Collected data
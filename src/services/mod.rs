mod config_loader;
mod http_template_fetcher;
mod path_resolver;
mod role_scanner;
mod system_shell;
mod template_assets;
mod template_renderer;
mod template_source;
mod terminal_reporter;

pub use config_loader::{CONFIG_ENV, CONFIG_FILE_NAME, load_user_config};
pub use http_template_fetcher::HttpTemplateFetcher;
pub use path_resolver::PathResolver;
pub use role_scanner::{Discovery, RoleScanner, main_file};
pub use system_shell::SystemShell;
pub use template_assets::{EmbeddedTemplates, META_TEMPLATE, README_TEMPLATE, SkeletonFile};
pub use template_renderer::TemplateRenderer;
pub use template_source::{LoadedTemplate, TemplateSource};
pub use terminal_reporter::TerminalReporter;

* * *

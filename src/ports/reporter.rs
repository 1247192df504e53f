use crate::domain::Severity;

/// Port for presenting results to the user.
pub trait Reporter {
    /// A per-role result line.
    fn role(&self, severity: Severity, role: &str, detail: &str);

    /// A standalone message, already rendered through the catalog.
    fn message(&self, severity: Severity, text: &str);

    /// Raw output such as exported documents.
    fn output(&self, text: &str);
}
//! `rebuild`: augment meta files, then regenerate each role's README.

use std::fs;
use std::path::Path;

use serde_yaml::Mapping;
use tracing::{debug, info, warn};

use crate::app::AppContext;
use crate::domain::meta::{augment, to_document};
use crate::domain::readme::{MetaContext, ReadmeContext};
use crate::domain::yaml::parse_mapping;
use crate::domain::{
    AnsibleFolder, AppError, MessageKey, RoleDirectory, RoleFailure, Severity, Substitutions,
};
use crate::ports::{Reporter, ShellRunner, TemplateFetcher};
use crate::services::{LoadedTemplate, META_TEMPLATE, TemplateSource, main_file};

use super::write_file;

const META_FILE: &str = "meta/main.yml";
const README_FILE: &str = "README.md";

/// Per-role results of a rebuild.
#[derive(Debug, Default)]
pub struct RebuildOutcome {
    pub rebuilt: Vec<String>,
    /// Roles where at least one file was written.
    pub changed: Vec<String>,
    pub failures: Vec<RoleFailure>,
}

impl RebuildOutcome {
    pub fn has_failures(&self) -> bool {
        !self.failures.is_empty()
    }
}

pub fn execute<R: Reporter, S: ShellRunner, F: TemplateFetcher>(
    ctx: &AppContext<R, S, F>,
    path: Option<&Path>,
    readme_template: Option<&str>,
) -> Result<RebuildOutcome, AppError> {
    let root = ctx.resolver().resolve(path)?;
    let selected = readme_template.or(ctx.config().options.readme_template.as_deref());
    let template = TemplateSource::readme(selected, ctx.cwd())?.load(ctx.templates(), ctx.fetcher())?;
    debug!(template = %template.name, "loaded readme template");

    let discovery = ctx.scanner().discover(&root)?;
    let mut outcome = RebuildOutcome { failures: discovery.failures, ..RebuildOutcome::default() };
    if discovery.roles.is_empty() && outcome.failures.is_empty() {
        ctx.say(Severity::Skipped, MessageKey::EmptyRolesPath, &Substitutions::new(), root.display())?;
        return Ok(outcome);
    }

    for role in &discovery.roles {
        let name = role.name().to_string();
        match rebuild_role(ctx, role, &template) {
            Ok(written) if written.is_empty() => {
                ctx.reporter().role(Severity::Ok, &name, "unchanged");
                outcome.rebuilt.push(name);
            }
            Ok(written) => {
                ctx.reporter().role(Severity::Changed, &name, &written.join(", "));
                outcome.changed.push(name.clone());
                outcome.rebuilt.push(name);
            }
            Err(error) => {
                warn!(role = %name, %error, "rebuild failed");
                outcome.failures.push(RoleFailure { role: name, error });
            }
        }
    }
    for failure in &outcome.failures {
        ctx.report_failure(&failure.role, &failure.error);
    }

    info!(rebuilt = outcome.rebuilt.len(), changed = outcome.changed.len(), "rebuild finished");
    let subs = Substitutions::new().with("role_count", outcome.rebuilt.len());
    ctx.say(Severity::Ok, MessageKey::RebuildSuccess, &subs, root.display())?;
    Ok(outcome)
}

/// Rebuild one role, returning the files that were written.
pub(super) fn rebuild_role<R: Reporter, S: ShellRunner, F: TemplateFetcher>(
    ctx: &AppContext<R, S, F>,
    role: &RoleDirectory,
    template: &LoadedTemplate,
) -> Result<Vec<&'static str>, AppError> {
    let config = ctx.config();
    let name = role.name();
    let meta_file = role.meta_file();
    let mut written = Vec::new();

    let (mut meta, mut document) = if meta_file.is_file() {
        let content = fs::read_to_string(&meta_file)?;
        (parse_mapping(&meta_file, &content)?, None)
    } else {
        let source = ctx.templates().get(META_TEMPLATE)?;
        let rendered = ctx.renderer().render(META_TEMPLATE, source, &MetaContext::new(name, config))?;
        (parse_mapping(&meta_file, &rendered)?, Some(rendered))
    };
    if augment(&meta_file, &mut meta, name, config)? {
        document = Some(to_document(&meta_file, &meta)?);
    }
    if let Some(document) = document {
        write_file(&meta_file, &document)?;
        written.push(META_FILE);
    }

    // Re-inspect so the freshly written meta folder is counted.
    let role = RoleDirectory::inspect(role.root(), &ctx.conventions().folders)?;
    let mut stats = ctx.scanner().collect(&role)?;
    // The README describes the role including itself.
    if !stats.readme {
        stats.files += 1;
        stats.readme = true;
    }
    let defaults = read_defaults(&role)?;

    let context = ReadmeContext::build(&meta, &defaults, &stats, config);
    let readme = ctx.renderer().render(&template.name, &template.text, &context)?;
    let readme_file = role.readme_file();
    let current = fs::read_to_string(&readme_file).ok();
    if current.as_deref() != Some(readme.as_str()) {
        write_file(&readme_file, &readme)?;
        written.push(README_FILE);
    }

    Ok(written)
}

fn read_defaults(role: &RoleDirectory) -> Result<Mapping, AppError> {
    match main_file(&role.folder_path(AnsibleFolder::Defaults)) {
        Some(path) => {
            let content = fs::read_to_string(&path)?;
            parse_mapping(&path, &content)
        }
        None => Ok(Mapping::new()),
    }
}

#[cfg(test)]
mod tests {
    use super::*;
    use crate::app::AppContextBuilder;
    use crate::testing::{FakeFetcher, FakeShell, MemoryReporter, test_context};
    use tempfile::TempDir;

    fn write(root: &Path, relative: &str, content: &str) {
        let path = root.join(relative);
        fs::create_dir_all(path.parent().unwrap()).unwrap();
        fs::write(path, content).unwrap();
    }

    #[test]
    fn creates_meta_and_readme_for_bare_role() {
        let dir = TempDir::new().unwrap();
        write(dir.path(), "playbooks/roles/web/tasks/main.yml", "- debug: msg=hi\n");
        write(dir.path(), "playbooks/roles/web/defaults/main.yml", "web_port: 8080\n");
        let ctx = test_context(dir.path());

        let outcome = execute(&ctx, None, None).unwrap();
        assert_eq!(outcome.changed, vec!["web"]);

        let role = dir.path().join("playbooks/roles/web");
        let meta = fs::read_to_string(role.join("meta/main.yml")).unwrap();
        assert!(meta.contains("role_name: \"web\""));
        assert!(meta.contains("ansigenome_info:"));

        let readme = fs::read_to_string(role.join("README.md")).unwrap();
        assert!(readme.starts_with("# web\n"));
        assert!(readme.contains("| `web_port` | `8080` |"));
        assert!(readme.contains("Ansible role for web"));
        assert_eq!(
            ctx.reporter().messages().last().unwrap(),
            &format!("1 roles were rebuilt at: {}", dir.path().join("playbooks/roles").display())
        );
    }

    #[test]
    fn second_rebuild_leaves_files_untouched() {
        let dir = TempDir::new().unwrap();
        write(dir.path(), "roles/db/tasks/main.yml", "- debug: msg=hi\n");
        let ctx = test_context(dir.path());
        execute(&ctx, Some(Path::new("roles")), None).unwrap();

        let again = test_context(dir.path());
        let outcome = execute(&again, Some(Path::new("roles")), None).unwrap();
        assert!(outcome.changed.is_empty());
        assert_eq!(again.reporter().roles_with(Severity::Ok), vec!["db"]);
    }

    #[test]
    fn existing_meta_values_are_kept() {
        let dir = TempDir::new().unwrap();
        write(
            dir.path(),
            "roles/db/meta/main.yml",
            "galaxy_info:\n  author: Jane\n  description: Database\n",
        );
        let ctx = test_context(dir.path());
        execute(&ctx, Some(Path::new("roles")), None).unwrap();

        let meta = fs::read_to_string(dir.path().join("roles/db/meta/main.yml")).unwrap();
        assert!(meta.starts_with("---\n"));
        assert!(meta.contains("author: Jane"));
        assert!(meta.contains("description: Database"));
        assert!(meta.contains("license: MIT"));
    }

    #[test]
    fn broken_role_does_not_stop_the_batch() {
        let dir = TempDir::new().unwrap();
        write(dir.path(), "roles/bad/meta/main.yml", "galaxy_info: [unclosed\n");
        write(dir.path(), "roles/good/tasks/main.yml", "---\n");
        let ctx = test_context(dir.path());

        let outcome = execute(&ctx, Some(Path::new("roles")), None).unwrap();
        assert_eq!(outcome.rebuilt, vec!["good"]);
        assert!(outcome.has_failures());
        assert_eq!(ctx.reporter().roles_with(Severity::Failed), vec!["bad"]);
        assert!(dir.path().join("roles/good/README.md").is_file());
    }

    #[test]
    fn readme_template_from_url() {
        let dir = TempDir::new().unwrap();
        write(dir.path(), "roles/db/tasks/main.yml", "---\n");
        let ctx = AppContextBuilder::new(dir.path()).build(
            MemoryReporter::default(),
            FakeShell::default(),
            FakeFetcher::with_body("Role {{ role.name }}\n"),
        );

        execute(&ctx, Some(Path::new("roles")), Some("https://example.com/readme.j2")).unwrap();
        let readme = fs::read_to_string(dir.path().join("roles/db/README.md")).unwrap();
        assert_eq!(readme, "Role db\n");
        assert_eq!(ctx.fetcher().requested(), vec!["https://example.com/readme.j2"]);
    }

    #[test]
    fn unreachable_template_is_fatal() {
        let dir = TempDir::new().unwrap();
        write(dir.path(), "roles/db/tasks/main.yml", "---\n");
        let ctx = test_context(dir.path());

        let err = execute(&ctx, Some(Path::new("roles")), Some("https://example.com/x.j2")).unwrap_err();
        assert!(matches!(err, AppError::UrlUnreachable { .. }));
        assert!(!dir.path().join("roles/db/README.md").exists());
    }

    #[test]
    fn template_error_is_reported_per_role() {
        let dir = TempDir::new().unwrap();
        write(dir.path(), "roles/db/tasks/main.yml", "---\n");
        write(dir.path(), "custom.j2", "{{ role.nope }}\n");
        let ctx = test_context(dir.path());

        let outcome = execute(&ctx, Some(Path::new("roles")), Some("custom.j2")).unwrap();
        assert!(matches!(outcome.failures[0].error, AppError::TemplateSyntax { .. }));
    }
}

...

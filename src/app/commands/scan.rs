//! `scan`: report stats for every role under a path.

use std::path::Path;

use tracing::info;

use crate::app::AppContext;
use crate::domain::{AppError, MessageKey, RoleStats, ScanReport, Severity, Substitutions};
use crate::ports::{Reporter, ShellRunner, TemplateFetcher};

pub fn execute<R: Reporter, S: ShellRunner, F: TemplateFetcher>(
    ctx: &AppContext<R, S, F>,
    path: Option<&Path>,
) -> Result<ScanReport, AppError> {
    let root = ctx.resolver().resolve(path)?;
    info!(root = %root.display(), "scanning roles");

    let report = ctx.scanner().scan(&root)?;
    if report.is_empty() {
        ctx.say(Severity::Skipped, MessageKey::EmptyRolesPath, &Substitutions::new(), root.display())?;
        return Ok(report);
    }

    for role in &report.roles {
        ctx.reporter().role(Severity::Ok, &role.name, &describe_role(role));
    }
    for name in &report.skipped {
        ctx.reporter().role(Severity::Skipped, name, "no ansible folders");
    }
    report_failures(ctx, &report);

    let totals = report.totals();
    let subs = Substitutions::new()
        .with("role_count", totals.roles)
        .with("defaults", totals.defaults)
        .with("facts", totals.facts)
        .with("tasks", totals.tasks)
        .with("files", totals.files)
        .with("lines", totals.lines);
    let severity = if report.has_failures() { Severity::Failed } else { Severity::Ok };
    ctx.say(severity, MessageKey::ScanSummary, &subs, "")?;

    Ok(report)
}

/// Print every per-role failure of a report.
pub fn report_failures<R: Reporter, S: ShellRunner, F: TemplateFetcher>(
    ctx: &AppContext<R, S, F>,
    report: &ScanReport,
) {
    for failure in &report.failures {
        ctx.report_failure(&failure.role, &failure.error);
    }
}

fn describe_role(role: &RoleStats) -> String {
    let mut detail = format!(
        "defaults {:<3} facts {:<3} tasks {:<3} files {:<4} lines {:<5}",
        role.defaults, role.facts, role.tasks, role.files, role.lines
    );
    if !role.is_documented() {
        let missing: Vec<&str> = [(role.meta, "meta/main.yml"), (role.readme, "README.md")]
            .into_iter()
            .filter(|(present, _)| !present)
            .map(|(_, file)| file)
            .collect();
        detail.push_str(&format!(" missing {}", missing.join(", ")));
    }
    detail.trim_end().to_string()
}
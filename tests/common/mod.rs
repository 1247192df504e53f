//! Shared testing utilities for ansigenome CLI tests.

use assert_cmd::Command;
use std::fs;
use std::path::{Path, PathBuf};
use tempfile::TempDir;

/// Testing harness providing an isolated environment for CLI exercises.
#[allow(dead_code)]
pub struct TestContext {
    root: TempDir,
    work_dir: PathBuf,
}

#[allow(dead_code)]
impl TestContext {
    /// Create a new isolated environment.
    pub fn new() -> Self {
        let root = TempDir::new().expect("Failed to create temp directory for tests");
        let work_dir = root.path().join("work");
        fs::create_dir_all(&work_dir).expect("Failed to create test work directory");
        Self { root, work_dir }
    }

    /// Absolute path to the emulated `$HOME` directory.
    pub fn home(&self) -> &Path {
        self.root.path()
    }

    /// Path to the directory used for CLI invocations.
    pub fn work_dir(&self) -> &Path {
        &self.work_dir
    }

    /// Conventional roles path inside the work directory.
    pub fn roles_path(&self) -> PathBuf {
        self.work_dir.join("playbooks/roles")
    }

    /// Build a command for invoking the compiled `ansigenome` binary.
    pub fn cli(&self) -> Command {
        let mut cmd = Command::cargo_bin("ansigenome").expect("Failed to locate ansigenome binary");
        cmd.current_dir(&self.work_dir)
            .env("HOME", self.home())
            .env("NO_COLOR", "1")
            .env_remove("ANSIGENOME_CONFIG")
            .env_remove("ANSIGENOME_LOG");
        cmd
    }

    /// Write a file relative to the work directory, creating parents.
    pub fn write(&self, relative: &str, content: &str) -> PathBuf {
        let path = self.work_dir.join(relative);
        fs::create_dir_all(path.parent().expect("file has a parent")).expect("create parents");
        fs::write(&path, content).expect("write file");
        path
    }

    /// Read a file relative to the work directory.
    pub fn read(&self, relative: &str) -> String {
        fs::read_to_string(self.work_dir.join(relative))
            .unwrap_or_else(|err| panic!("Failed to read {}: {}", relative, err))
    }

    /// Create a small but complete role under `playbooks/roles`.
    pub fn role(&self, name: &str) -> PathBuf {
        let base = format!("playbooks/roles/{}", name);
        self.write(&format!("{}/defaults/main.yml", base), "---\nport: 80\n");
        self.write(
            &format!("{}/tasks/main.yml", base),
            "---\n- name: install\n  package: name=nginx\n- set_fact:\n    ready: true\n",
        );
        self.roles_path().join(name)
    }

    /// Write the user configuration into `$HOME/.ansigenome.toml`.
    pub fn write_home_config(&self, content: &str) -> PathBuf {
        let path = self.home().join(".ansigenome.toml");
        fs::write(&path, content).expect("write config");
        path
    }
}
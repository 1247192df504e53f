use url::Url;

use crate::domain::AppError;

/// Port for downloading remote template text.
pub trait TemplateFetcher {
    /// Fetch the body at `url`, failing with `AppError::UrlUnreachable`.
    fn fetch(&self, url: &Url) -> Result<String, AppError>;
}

ACTIVITY
Lines that contain "const" are the result; find them in the entries above and copy each one.

REPLY
const META_FILE: &str = "meta/main.yml";
const README_FILE: &str = "README.md";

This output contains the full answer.